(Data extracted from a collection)

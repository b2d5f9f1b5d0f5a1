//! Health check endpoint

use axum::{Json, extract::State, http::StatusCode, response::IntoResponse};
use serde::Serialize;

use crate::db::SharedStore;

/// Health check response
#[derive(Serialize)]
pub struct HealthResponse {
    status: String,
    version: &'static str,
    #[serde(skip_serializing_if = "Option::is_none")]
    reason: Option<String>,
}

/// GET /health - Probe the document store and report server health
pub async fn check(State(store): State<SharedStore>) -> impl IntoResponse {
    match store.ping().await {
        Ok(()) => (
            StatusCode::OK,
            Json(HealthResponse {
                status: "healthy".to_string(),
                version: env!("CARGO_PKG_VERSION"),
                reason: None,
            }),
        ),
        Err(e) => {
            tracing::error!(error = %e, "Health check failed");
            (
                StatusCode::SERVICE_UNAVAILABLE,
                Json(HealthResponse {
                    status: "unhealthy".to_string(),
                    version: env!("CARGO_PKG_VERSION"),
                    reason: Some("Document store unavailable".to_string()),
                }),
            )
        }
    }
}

* * *

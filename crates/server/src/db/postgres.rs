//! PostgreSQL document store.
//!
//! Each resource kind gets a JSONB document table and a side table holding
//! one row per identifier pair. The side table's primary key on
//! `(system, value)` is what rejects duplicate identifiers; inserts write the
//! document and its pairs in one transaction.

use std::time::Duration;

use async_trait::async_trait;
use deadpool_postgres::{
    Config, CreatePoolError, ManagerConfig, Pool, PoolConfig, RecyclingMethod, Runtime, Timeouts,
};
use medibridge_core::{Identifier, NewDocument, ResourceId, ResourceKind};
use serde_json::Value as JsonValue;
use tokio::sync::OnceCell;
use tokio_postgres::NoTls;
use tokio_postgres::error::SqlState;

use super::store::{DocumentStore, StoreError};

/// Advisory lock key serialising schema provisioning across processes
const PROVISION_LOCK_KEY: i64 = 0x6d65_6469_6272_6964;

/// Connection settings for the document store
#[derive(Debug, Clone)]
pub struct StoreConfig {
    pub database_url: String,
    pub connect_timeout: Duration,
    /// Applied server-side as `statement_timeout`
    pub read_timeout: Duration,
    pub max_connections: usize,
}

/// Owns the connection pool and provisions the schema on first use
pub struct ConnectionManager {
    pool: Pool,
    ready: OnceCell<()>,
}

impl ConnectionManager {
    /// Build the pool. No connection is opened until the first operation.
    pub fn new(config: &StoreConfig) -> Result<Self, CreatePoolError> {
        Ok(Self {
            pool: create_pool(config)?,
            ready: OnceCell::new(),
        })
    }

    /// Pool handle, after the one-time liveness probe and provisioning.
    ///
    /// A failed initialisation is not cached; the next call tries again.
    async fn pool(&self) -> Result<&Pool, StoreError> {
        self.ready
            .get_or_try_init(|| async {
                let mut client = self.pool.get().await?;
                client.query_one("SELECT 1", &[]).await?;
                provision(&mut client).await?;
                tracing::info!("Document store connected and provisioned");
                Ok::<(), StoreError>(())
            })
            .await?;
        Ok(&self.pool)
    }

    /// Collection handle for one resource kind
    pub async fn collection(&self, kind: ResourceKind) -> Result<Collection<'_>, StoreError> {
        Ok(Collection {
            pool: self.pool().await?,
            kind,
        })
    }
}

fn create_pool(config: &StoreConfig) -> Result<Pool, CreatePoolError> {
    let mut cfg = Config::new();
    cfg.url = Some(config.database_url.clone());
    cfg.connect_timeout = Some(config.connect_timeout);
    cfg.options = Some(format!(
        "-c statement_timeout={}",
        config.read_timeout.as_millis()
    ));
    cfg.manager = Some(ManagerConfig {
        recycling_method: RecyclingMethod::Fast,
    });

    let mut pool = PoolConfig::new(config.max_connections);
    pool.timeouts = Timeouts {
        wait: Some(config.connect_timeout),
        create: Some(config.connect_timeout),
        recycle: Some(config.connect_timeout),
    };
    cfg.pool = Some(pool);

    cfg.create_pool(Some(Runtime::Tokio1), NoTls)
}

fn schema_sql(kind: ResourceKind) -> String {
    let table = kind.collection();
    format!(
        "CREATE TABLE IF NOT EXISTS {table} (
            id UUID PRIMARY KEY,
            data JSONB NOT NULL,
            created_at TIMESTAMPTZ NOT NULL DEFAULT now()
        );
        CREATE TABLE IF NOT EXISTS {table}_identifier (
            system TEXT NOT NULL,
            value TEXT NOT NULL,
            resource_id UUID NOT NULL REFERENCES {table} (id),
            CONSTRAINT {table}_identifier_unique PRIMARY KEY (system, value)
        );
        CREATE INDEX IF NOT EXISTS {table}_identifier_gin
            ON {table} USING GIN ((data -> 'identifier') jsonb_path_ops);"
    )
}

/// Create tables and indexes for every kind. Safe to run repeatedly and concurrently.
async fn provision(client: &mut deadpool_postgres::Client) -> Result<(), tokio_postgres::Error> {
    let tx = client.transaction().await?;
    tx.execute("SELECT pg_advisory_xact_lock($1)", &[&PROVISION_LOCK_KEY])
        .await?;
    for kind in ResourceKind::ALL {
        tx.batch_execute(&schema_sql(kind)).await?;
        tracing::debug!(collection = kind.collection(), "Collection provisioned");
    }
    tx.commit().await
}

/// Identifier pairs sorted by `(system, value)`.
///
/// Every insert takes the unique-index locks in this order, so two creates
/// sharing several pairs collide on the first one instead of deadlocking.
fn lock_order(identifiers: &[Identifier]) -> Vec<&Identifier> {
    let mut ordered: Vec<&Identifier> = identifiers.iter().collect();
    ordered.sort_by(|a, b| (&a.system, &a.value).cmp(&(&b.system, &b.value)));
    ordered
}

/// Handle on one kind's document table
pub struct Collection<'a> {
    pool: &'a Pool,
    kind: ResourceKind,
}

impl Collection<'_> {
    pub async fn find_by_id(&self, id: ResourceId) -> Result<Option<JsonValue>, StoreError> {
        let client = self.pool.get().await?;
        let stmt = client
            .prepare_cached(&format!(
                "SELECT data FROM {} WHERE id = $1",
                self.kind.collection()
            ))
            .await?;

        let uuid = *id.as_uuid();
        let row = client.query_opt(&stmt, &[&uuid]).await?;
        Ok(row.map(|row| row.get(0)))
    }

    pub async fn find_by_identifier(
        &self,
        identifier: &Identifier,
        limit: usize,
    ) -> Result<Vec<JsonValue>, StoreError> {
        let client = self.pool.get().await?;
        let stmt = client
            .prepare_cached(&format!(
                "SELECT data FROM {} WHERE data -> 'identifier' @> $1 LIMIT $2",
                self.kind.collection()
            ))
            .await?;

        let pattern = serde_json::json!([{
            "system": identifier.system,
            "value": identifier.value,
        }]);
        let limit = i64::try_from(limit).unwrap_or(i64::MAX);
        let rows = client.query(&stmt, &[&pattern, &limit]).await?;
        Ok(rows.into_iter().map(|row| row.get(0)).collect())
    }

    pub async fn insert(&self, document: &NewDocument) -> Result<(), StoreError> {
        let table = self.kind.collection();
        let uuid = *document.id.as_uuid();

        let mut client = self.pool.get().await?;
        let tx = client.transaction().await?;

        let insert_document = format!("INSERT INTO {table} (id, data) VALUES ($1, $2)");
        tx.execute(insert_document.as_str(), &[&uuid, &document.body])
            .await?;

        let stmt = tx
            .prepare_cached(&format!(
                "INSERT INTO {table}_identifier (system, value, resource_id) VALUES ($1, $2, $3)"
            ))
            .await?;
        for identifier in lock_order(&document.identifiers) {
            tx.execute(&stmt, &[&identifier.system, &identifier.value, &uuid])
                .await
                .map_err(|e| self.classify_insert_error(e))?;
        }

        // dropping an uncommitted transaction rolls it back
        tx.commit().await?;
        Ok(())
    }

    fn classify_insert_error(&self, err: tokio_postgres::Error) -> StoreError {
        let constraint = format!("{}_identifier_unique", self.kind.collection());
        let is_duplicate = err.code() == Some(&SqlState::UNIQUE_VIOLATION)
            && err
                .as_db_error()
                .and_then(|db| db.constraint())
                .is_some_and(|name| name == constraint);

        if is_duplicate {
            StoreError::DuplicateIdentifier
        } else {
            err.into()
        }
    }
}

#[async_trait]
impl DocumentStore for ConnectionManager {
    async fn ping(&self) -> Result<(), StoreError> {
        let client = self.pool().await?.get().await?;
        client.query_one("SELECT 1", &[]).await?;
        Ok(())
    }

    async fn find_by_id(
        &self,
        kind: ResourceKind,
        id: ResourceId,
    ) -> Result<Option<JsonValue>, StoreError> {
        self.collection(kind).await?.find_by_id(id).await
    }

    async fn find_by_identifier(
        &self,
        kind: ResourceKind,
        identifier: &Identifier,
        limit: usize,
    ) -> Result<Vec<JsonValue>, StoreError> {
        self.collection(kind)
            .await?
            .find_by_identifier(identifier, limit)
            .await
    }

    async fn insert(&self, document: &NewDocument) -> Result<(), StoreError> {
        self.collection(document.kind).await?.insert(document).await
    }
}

---

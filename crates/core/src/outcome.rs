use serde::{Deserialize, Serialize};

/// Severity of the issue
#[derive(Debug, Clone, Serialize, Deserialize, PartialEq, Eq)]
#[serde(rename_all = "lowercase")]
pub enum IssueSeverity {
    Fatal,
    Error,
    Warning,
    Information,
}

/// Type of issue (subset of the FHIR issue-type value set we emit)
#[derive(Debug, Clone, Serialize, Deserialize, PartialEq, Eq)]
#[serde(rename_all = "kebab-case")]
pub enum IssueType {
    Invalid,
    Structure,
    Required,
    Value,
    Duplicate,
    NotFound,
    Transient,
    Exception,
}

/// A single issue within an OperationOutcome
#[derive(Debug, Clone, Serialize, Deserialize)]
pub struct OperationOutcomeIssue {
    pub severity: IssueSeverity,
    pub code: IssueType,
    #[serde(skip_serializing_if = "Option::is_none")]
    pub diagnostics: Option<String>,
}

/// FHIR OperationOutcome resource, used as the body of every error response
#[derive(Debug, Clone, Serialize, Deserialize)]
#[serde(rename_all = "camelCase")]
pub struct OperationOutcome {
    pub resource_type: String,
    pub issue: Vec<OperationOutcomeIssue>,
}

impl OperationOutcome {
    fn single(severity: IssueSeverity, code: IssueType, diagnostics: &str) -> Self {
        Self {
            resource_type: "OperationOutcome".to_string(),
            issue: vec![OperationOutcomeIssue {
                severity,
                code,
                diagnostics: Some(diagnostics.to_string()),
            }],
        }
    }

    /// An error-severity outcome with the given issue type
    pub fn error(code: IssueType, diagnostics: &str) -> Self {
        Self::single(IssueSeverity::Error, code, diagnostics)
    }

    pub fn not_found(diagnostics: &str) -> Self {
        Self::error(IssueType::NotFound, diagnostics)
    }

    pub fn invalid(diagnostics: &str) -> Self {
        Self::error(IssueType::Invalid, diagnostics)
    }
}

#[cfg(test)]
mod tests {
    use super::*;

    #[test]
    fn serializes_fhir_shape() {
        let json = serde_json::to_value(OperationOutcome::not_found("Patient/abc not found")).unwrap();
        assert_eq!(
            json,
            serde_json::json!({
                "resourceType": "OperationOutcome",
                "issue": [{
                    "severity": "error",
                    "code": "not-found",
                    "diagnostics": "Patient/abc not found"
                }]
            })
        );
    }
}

__Problem description__
Look above for the line with "pub struct ConnectionManager" and the line with "pub fn new(config: &StoreConfig)". Retype those two lines and every line between them exactly, adding nothing.

__Solution to the exercise__
pub struct ConnectionManager {
    pool: Pool,
    ready: OnceCell<()>,
}

impl ConnectionManager {
    /// Build the pool. No connection is opened until the first operation.
    pub fn new(config: &StoreConfig) -> Result<Self, CreatePoolError> {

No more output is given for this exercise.